The lesson begins this way:
“Listen, my son! Listen, son of my womb!
Listen, my son, the answer to my prayers!” (Verse 2)

She goes on to tell him how he should conduct himself as the king and what he should avoid. She advises him to avoid, “spend[ing] his strength (or wealth) on women.” Then she counsels him not to drink wine or beer. Why? Is she simply a prude condemning these things out of some pious extremity? No. She is passing on real wisdom here. Remember she is counseling her son on how to be a good king. Why, then, should he avoid the excesses of these purely sensual desires? Because a king has greater responsibilities toward the people than he does toward himself.
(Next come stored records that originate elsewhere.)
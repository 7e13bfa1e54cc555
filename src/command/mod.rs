//! Command execution pipeline
//!
//! CommandEnvelope -> CommandExecutor -> domain (robot, combat) -> store -> GameEvent

pub mod executor;
pub mod request;

pub use executor::CommandExecutor;
pub use request::{Command, CommandEnvelope};
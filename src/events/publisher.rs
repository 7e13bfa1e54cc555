//! Event publishers
//!
//! Delivery guarantees (outbox, retries) belong to the transport behind this
//! trait, not to the service.

use std::sync::{Mutex, MutexGuard};

use crate::events::GameEvent;

/// Sink for events, keyed by topic name
pub trait EventPublisher {
    fn publish(&self, topic: &str, event: &GameEvent);
}

/// Logs every event as JSON through `tracing`
#[derive(Debug, Default, Clone, Copy)]
pub struct TracingPublisher;

impl EventPublisher for TracingPublisher {
    fn publish(&self, topic: &str, event: &GameEvent) {
        match serde_json::to_string(event) {
            Ok(json) => tracing::info!(topic, success = event.success, "{}", json),
            Err(e) => tracing::warn!(topic, "could not serialize event {}: {}", event.id, e),
        }
    }
}

/// Keeps published events in memory
#[derive(Debug, Default)]
pub struct InMemoryPublisher {
    events: Mutex<Vec<(String, GameEvent)>>,
}

impl InMemoryPublisher {
    pub fn new() -> Self {
        Self::default()
    }

    /// All published events with their topic names, oldest first
    pub fn events(&self) -> Vec<(String, GameEvent)> {
        self.lock().clone()
    }

    /// Events published to one topic name
    pub fn on_topic(&self, topic: &str) -> Vec<GameEvent> {
        self.events()
            .into_iter()
            .filter(|(t, _)| t == topic)
            .map(|(_, e)| e)
            .collect()
    }

    pub fn last(&self) -> Option<GameEvent> {
        self.events().pop().map(|(_, e)| e)
    }

    pub fn clear(&self) {
        self.lock().clear();
    }

    fn lock(&self) -> MutexGuard<'_, Vec<(String, GameEvent)>> {
        // Every write is a single push or clear, so a poisoned log is still whole
        self.events.lock().unwrap_or_else(|e| e.into_inner())
    }
}

impl EventPublisher for InMemoryPublisher {
    fn publish(&self, topic: &str, event: &GameEvent) {
        self.lock().push((topic.to_string(), event.clone()));
    }
}

impl<P: EventPublisher + ?Sized> EventPublisher for &P {
    fn publish(&self, topic: &str, event: &GameEvent) {
        (**self).publish(topic, event)
    }
}
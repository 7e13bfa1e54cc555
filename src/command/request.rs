//! Typed player commands, as produced by the command parsing layer

use serde::{Deserialize, Serialize};
use uuid::Uuid;

use crate::core::types::{PlanetId, PlayerId, RobotId, TransactionId};
use crate::events::Topic;
use crate::robot::item::ItemType;

/// What a player asks one robot to do
#[derive(Debug, Clone, Copy, PartialEq, Eq, Serialize, Deserialize)]
#[serde(tag = "type", rename_all = "camelCase")]
pub enum Command {
    Move { target: PlanetId },
    Block,
    Regenerate,
    Attack { target: RobotId },
    Mine,
    /// `target` is a robot id or a planet id depending on the item
    UseItem { item: ItemType, target: Uuid },
}

impl Command {
    /// Topic the resulting event is published on
    pub fn topic(&self) -> Topic {
        match self {
            Command::Move { .. } => Topic::Movement,
            Command::Block => Topic::PlanetBlocked,
            Command::Regenerate => Topic::Regeneration,
            Command::Attack { .. } => Topic::Fighting,
            Command::Mine => Topic::Mining,
            Command::UseItem { item, .. } => Topic::for_item(item.family()),
        }
    }
}

/// A command together with who issued it and its correlation id
#[derive(Debug, Clone, Copy, Serialize, Deserialize)]
#[serde(rename_all = "camelCase")]
pub struct CommandEnvelope {
    pub transaction_id: TransactionId,
    pub player: PlayerId,
    pub robot: RobotId,
    pub command: Command,
}

impl CommandEnvelope {
    pub fn new(player: PlayerId, robot: RobotId, command: Command) -> Self {
        Self {
            transaction_id: TransactionId::new(),
            player,
            robot,
            command,
        }
    }
}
A king ought to be able to sacrifice his selfish desires for his own immediate gratification in order to commit himself fully to his rightful responsibilities to promote and to protect the common good of his people. A good king does everything on behalf of his people. He acts as a noble example to his people, showing them by his words and his noble and generous deeds, what the people ought to be doing for one another as well. The queen mother knows that when a king becomes self-absorbed, concerned only for own pleasures, he forgets his duties and responsibilities toward his people. In the words of Proverbs here, when he becomes habituated to mere sensual pleasures he, “forgets what has been decreed, and deprive[s] all the oppressed of their rights.” Indeed he no longer sees their anguish, or their poverty, he is no longer able to be sensitive to their misery.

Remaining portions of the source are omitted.